The sector heavyweight lays a platform for sustainable hard currency growth into the future.
Redefine Properties' recent acquisition in Poland will boost its earnings and offshore exposure.

Redefine Properties is one of the most active dealmakers in SA’s listed property sector, with its recent foray into Poland expected to be accretive to the sector heavyweight’s earnings.

The company – which bought an initial 75% stake in real estate company Echo Prime Properties in March for R8 billion to boost its offshore exposure – is yet to realise the benefits of the deal that is expected to be concluded by the end of May. Redefine intends on reducing its shareholding in Echo to approximately 50%.

Although Redefine expects its full year 2016 dividend growth to be 6% to 7% (similar levels to the prior year), CEO Andrew Konig says the company’s dividend payouts will be boosted after the conclusion of its mega-deal.

Konig says the deal will add at least one cent per share to its 6% to 7% dividend growth guidance. Its dividend guidance going forward might be in double-digit territory for the full year 2016 and well into 2017.

“The Poland deal will play out in the second half of this year,” he says.

Redefine investors were rewarded with a 6.9% growth in the dividend payout to 41.7 cents per share for the six months to February 29 2016.
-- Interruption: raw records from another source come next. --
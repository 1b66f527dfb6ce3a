//! CLI argument parsing using clap.
//!
//! Contains the Cli struct and the Commands enum.

use clap::{
    Args, Parser, Subcommand,
    builder::styling::{AnsiColor, Effects, Styles},
};
use std::path::PathBuf;

fn clap_cargo_style() -> Styles {
    Styles::styled()
        .header(AnsiColor::Cyan.on_default() | Effects::BOLD)
        .usage(AnsiColor::Cyan.on_default() | Effects::BOLD)
        .literal(AnsiColor::Green.on_default())
        .placeholder(AnsiColor::Green.on_default())
}

/// Named calculator over optional 32-bit integers
#[derive(Parser, Debug)]
#[command(
    name = "calculator",
    version = env!("CARGO_PKG_VERSION"),
    about = "Sum and divide optional 32-bit integers",
    long_about = "Sum and divide optional 32-bit integers with wraparound semantics.\nAn omitted operand counts as 0; an omitted divisor is an error.",
    styles = clap_cargo_style()
)]
pub struct Cli {
    /// Path to custom settings.toml file
    #[arg(short, long, global = true)]
    pub config: Option<PathBuf>,

    /// Calculator name (overrides config, 2 to 5 UTF-16 code units)
    #[arg(short, long, global = true, env = "CALC_NAME")]
    pub name: Option<String>,

    /// Also print the calculator name and operation count
    #[arg(short, long, global = true)]
    pub verbose: bool,

    #[command(subcommand)]
    pub command: Commands,
}

/// Operands of a binary operation. Either may be omitted.
#[derive(Args, Debug, Clone, Copy, PartialEq, Eq)]
pub struct Operands {
    /// First operand
    #[arg(short = 'a', long = "a", allow_negative_numbers = true)]
    pub a: Option<i32>,

    /// Second operand
    #[arg(short = 'b', long = "b", allow_negative_numbers = true)]
    pub b: Option<i32>,
}

/// Available CLI commands
#[derive(Subcommand, Debug)]
pub enum Commands {
    /// Add two integers
    #[command(
        about = "Add two integers (omitted operands count as 0)",
        after_help = "Examples:\n  calculator sum --a 1 --b 1\n  calculator sum --a 2147483647 --b 1\n  calculator sum"
    )]
    Sum(Operands),

    /// Divide two integers
    #[command(
        about = "Divide two integers, truncating toward zero",
        after_help = "Examples:\n  calculator divide --a 4 --b 2\n  calculator divide --a -7 --b 2\n  calculator divide --b 3"
    )]
    Divide(Operands),

    /// Initialize configuration
    #[command(about = "Set up .calculator directory with default configuration")]
    Init {
        /// Force overwrite existing configuration
        #[arg(short, long)]
        force: bool,
    },

    /// Show current configuration settings
    #[command(about = "Display active settings from .calculator/settings.toml")]
    Config,
}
Redefine’s outlook comes at a time when most SA listed property counters are downgrading their dividend growth outlook given the worrying state of the country’s economy. Considering the domestic headwinds, more property counters have been diversifying in offshore markets.

Redefine’s other offshore investments include: a 30.1% stake in London Stock Exchange-listed Redefine International; a 28% stake in Luxembourg Stock Exchange-listed Internal Hotel Group and a 25.9% stake in the Australian Stock Exchange-listed Cromwell Property Group.

Says Konig: “Poland offers us GDP growth that is more than what SA offers. And we believe we have invested in an environment where the tax rules are efficient”.

Poland, a boon

Echo will give Redefine exposure to its property portfolio of office and retail properties in Poland, boosting the value of its property assets from R67.8 billion to more than R70 billion. The counter will increase its offshore property assets from 18% to 24% valued at R14.6 billion.

The deal also gives Redefine a pipeline of property developments in Poland worth about R8.7 billion. Among the developments currently under due diligence is a shopping mall in Poland’s capital of Warsaw with a development cost of R5.5 billion. “The location is a prime spot,” says Konig. There are also opportunities to refurbish existing properties in Echo’s property portfolio, a project earmarked to cost R1 billion.  

Meago Asset Managers director Anas Madhi says based on Redefine’s set of results, its push to offshore markets bodes well for it. “Redefine’s results already reflect an increased reliance on offshore investments to maintain above-inflation growth with international income now accounting for 21% of total income.” 

Unlike its counterparts – whose offshore strategy is driven by the cheap cost of funding as opposed to focusing on property fundamentals, Madhi says Redefine has “seemingly paid an initial premium for quality assets but therein created a strong platform for sustainable hard currency growth into the future”.

Domestically, Redefine is embarking on refurbishments to the tune of R1.3 billion at a yield of 7% on its existing properties. Some of its big-ticket redevelopment projects include the Rosebank Mews in Johannesburg, three industrial properties and R1.2 billion worth of redevelopments to its shopping malls.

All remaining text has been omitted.